YESTERDAY …
10 years ago — June 25, 2005
(As reported in the Bangor Daily News)
BREWER — Several members of Brewer’ student body are seeing things a little clearer now that they have glasses made and adjusted by student opticians enrolled in the Penobscot Job Corps Center’s optics program.
Student workers at Visual Integrity, the local Job Corps optics center, already have made 13 of the 40 pairs of glasses the program is donating to students and pupils in Brewer as part of the Job Corps’ 40th anniversary, optics teacher Jeff Bergin said.
The optics program started in Bangor four years ago after it was discontinued at Loring Job Corps Center in Limestone.
BANGOR — It’s 6 on a Saturday night. You’ve got guests coming for dinner in an hour. You open the fridge to find: one moldy piece of cheese, one questionable bottle of milk and jar of peanut butter. Things are looking grim. Then you open the cupboards. Same deal: a ratty looking ginger root, a head of garlic, a bottle of soy sauce.
Looks like time to make a reservation. Or if you are Ann Orr of Bangor, time to make dinner. Minus the cheese and milk, of course.
That’s how Ann Marie’s Secret Sauce — a Maine-made marinade with a cult-like national following — came to be.
25 years ago — June 25, 1990
BANGOR — When Joe Bosse lost his job as a store manager, he used a hobby and heritage to build a new career into a successful business.
In 1976, Bosse was managing a W.T. Grant store in Bangor when the retail chain declared bankruptcy and closed its doors. Not one to sit idle, Bosse decided to turn his woodworking hobby into a job.
He purchased a house in Holden and built a shop on the property. By pursuing woodworking, Bosse continued a family tradition. His father was a cabinetmaker and his grandfather was a master cabinetmaker.
Originally, Bosse called his operation the Holden Pine Shop. But he later changed the name to Holden Cabinet and Furniture Co. because he did a lot of work with hardwoods and didn’t want customers to stay away because they thought he only worked with pine.
BANGOR — James Blanchette of Old Orchard Beach Drive was presented with the National Boy Scouts of America’s Whitney M. Young Jr. Service Award in recognition of his outstanding service to low-income youth in the Katahdin Area Council, Boy Scouts of America. Scoutmaster of Troop 313 in Bangor, he had been active in scouting for 11 years.
Young was known throughout his life as a spokesman for civil rights and as executive director of the Urban league from 1961 until his death in 1971.
50 years ago — June 25, 1965
BANGOR — Bangor Public Health Department announced that a pathogenic bacteria known as Salmonella, capable of causing disease in man, has been isolated by the State Department of Health and Welfare from water samples obtained by the Bangor department from turtle tanks in a check of several local retail stores.
This organism only recently has begun to be associated with pet turtles because of several outbreaks of Salmonellosis in families across the country, which had pet turtles in the homes, said Public Health Director William Shook.
The disease can cause acute intestinal upset sometimes requiring hospitalization and is particularly hazardous to those persons handling turtles.
The turtles are apparently infected in their natural habitat in the swamps and bayous of Florida, Louisiana and Mississippi.
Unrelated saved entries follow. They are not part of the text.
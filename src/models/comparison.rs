use std::collections::BTreeMap;
use std::fmt;

use serde::de::{MapAccess, Visitor};
use serde::ser::SerializeMap;
use serde::{Deserialize, Deserializer, Serialize, Serializer};

use crate::config::INDUSTRY_KEY;

// ---------------------------------------------------------------------------
// TickerRecord: metric name -> display string for one ticker
// ---------------------------------------------------------------------------

#[derive(Debug, Clone, Default, PartialEq, Eq, Serialize)]
#[serde(transparent)]
pub struct TickerRecord(BTreeMap<String, String>);

impl TickerRecord {
    pub fn new() -> Self {
        Self::default()
    }

    pub fn insert(&mut self, metric: impl Into<String>, value: impl Into<String>) {
        self.0.insert(metric.into(), value.into());
    }

    /// Raw display value of a metric (or of `Industry`).
    pub fn get(&self, metric: &str) -> Option<&str> {
        self.0.get(metric).map(String::as_str)
    }

    pub fn industry(&self) -> Option<&str> {
        self.get(INDUSTRY_KEY)
    }

    /// Metric entries in key order, without the `Industry` field.
    pub fn metrics(&self) -> impl Iterator<Item = (&str, &str)> {
        self.0
            .iter()
            .filter(|(key, _)| key.as_str() != INDUSTRY_KEY)
            .map(|(key, value)| (key.as_str(), value.as_str()))
    }
}

impl<'de> Deserialize<'de> for TickerRecord {
    fn deserialize<D: Deserializer<'de>>(deserializer: D) -> Result<Self, D::Error> {
        super::deserialize_cells(deserializer).map(TickerRecord)
    }
}

impl<K: Into<String>, V: Into<String>> FromIterator<(K, V)> for TickerRecord {
    fn from_iter<I: IntoIterator<Item = (K, V)>>(iter: I) -> Self {
        TickerRecord(
            iter.into_iter()
                .map(|(k, v)| (k.into(), v.into()))
                .collect(),
        )
    }
}

// ---------------------------------------------------------------------------
// ComparisonData: one compare snapshot, in request order
// ---------------------------------------------------------------------------

/// Result of a compare request: ticker -> record, `None` for tickers the
/// backend could not resolve.
///
/// Entries keep the order of the payload, which is the order the tickers
/// were requested in.
#[derive(Debug, Clone, Default, PartialEq, Eq)]
pub struct ComparisonData {
    entries: Vec<(String, Option<TickerRecord>)>,
}

impl ComparisonData {
    pub fn new() -> Self {
        Self::default()
    }

    /// Insert or replace a ticker. Replacing keeps the original position.
    pub fn insert(&mut self, ticker: impl Into<String>, record: Option<TickerRecord>) {
        let ticker = ticker.into();
        match self.entries.iter_mut().find(|(t, _)| *t == ticker) {
            Some(entry) => entry.1 = record,
            None => self.entries.push((ticker, record)),
        }
    }

    pub fn contains(&self, ticker: &str) -> bool {
        self.entries.iter().any(|(t, _)| t == ticker)
    }

    /// Record of a resolved ticker. `None` for unknown or failed tickers.
    pub fn record(&self, ticker: &str) -> Option<&TickerRecord> {
        self.entries
            .iter()
            .find(|(t, _)| t == ticker)
            .and_then(|(_, record)| record.as_ref())
    }

    pub fn tickers(&self) -> impl Iterator<Item = &str> {
        self.entries.iter().map(|(t, _)| t.as_str())
    }

    pub fn iter(&self) -> impl Iterator<Item = (&str, Option<&TickerRecord>)> {
        self.entries.iter().map(|(t, r)| (t.as_str(), r.as_ref()))
    }

    pub fn len(&self) -> usize {
        self.entries.len()
    }

    pub fn is_empty(&self) -> bool {
        self.entries.is_empty()
    }
}

impl<S: Into<String>> FromIterator<(S, Option<TickerRecord>)> for ComparisonData {
    fn from_iter<I: IntoIterator<Item = (S, Option<TickerRecord>)>>(iter: I) -> Self {
        let mut data = ComparisonData::new();
        for (ticker, record) in iter {
            data.insert(ticker, record);
        }
        data
    }
}

impl Serialize for ComparisonData {
    fn serialize<S: Serializer>(&self, serializer: S) -> Result<S::Ok, S::Error> {
        let mut map = serializer.serialize_map(Some(self.entries.len()))?;
        for (ticker, record) in &self.entries {
            map.serialize_entry(ticker, record)?;
        }
        map.end()
    }
}

impl<'de> Deserialize<'de> for ComparisonData {
    fn deserialize<D: Deserializer<'de>>(deserializer: D) -> Result<Self, D::Error> {
        struct OrderedVisitor;

        impl<'de> Visitor<'de> for OrderedVisitor {
            type Value = ComparisonData;

            fn expecting(&self, f: &mut fmt::Formatter<'_>) -> fmt::Result {
                f.write_str("a map of ticker to metrics or null")
            }

            fn visit_map<A: MapAccess<'de>>(self, mut access: A) -> Result<Self::Value, A::Error> {
                let mut data = ComparisonData::new();
                while let Some((ticker, record)) =
                    access.next_entry::<String, Option<TickerRecord>>()?
                {
                    data.insert(ticker, record);
                }
                Ok(data)
            }
        }

        deserializer.deserialize_map(OrderedVisitor)
    }
}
Many of these boggy areas are apparently heavily polluted with sewage and the turtles may ingest the infectious organisms while feeding. They are captured in these areas for the national wholesale market.
100 years ago — June 25, 1915
BREWER — The Men’s Guild of the Methodist Church have made plans to earn money for their share of the church debt in an original way. A series of automobile parties is being arranged in order to carry out the following plan: On certain pleasant evenings autos will leave the church around 7 o’clock and take the number of persons which each car can hold on a ride into adjoining towns and return in about two hours. Each night a different route will be covered. Each person pays the small sum of 25 cents which in turn is used for church money.
These autos are generously loaned and driven by members of the guild and the idea should meet with popular favor.
BANGOR — A number of Bangor people are members of or are interested in the Union Society of the Civil War, an association composed of men who are descended from the civilians who rendered distinguished service to the Union government during the war and others who were noted for their patriotism.
Charles E. Hamlin, formerly of Bangor, grandson of Hannibal Hamlin, is historian-general of the association. Mr. Hamlin is now editor and publisher of School, a New York periodical having a large circulation and widespread influence, being practically the official organ of the New York City Board of Education.
One of the honorary vice presidents is the Hon. Hannibal Hamlin of Ellsworth, ex-attorney General of Maine, the son of Hannibal Hamlin, the vice president of the United States under President Abraham Lincoln.
The society, organized in 1908, has members who had ancestors who fought in both the Union and Confederate armies.
Mary Pickford, the $2,000-a-week queen of the films, heads the procession of celebrities at the Park Theatre, appearing as Glad, the London street waif, in a Famous Players production of Mrs. Frances Hodgson Burnett’s remarkable romance, “The Dawn of Tomorrow.”